Interactive Data Visualization of Geospatial Data using D3.js, DC.js, Leaflet.js and Python // Adil Moujahid // Data Analytics and more

// tags python javascript data visualization d3.js dc.js leaflet.js
The goal of this tutorial is to introduce the steps for building an interactive visualization of geospatial data.
To do this, we will use a dataset from a Kaggle competition to build a data visualization that shows the distribution of mobile phone users in China. We will also create additional charts that show the usage patterns, the most popular phone brands, and users’ age segments and gender. We will be able to filter the data by the different attributes and see the results reflected in the map and all charts.
We will cover a wide range of technologies in this tutorial: Pandas for cleaning the data, Flask for building the server, Javascript libraries d3.js, dc.js and crossfilter.js for building the charts and Leaflet.js for building the map.
The source code for this tutorial can be found in this github repository .
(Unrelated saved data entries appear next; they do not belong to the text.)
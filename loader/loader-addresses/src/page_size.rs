use core::fmt;

/// Page granularity in bytes (always a power of two).
#[repr(transparent)]
#[derive(Copy, Clone, Eq, PartialEq, Ord, PartialOrd, Hash)]
pub struct PageSize(u64);

impl PageSize {
    /// 4 KiB pages (4096 bytes).
    pub const SIZE_4K: Self = Self(4096);

    /// Returns `None` unless `size` is a non-zero power of two.
    #[inline]
    #[must_use]
    pub const fn new(size: u64) -> Option<Self> {
        if size.is_power_of_two() {
            Some(Self(size))
        } else {
            None
        }
    }

    #[inline]
    #[must_use]
    pub const fn as_u64(self) -> u64 {
        self.0
    }

    /// Page size in bytes as `usize`.
    ///
    /// Page sizes are far below `u32::MAX`, so this never truncates on the
    /// 32- and 64-bit targets the loader runs on.
    #[inline]
    #[must_use]
    #[allow(clippy::cast_possible_truncation)]
    pub const fn as_usize(self) -> usize {
        self.0 as usize
    }

    /// log2 of the page size, i.e. the number of in-page offset bits.
    #[inline]
    #[must_use]
    pub const fn shift(self) -> u32 {
        self.0.trailing_zeros()
    }

    #[inline]
    const fn mask(self) -> u64 {
        self.0 - 1
    }

    /// Align `value` down to a page boundary.
    #[inline]
    #[must_use]
    pub const fn align_down(self, value: u64) -> u64 {
        value & !self.mask()
    }

    /// Align `value` up to a page boundary; `None` on overflow.
    #[inline]
    #[must_use]
    pub const fn align_up(self, value: u64) -> Option<u64> {
        match value.checked_add(self.mask()) {
            Some(v) => Some(v & !self.mask()),
            None => None,
        }
    }

    /// Offset of `value` within its page.
    #[inline]
    #[must_use]
    pub const fn offset(self, value: u64) -> u64 {
        value & self.mask()
    }

    #[inline]
    #[must_use]
    pub const fn is_aligned(self, value: u64) -> bool {
        self.offset(value) == 0
    }

    /// Number of pages touched by the half-open range `[start, start + len)`.
    ///
    /// Ranges that run past the end of the address space are clamped to it.
    #[must_use]
    pub const fn pages_spanned(self, start: u64, len: u64) -> u64 {
        if len == 0 {
            return 0;
        }
        let first = self.align_down(start);
        let end = match start.checked_add(len) {
            Some(end) => end,
            None => u64::MAX,
        };
        let last = match self.align_up(end) {
            Some(last) => last,
            None => return ((u64::MAX - first) >> self.shift()) + 1,
        };
        (last - first) >> self.shift()
    }
}

impl fmt::Display for PageSize {
    fn fmt(&self, f: &mut fmt::Formatter<'_>) -> fmt::Result {
        match self.0 {
            s if s >= 1 << 30 && s % (1 << 30) == 0 => write!(f, "{}G", s >> 30),
            s if s >= 1 << 20 && s % (1 << 20) == 0 => write!(f, "{}M", s >> 20),
            s if s >= 1 << 10 && s % (1 << 10) == 0 => write!(f, "{}K", s >> 10),
            s => write!(f, "{s}B"),
        }
    }
}

impl fmt::Debug for PageSize {
    fn fmt(&self, f: &mut fmt::Formatter) -> fmt::Result {
        write!(f, "PageSize({self})")
    }
}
Below is an animated gif of the interactive data visualization dashboard that we will be building in this tutorial.
1. The Case Study
In this tutorial, we will use a dataset from a Kaggle competition called "TalkingData Mobile User Demographics" . This dataset is provided by TalkingData, China’s largest third-party mobile data platform. It contains app usage data, geolocation data and mobile device properties.The goal of the competition is to predict the gender and age segments of users based on the data provided.
Data visualization is an important first step in the data analysis workflow. It enables us to effectively discover patterns through graphical means, and to represent these findings in a meaningful and effective way.
The dataset that we will use contains various attributes that can be combined together to build interesting data visualizations. Geospatial data is particularly interesting, as it allows us to see how the user profiles and usage behavior changes based on the location.
In this tutorial, we will build a data visualization that combines a map that shows user locations together with various charts that summarises users’ information and usage behavior. We will make this visualisation interactive, so we can drill down into a particular user segment or location.
2. System Architecture
For our data visualization, we need a system architecture that handles the following:
Cleaning and structuring data for visualization. We will use mainly Python’s Pandas library for this.
Serving static files (html, css and Javascript file) and data to the browser. We will use a Python lightweight server called Flask for this.
Building the charts and map. We will mainly use 3 Javascript libraries for this. DC.js, D3.js and Leaflet.js.
3. Data Preparation
We start by downloading the dataset from the competition website. You need to create a Kaggle account and agree to the competition rules to download the data.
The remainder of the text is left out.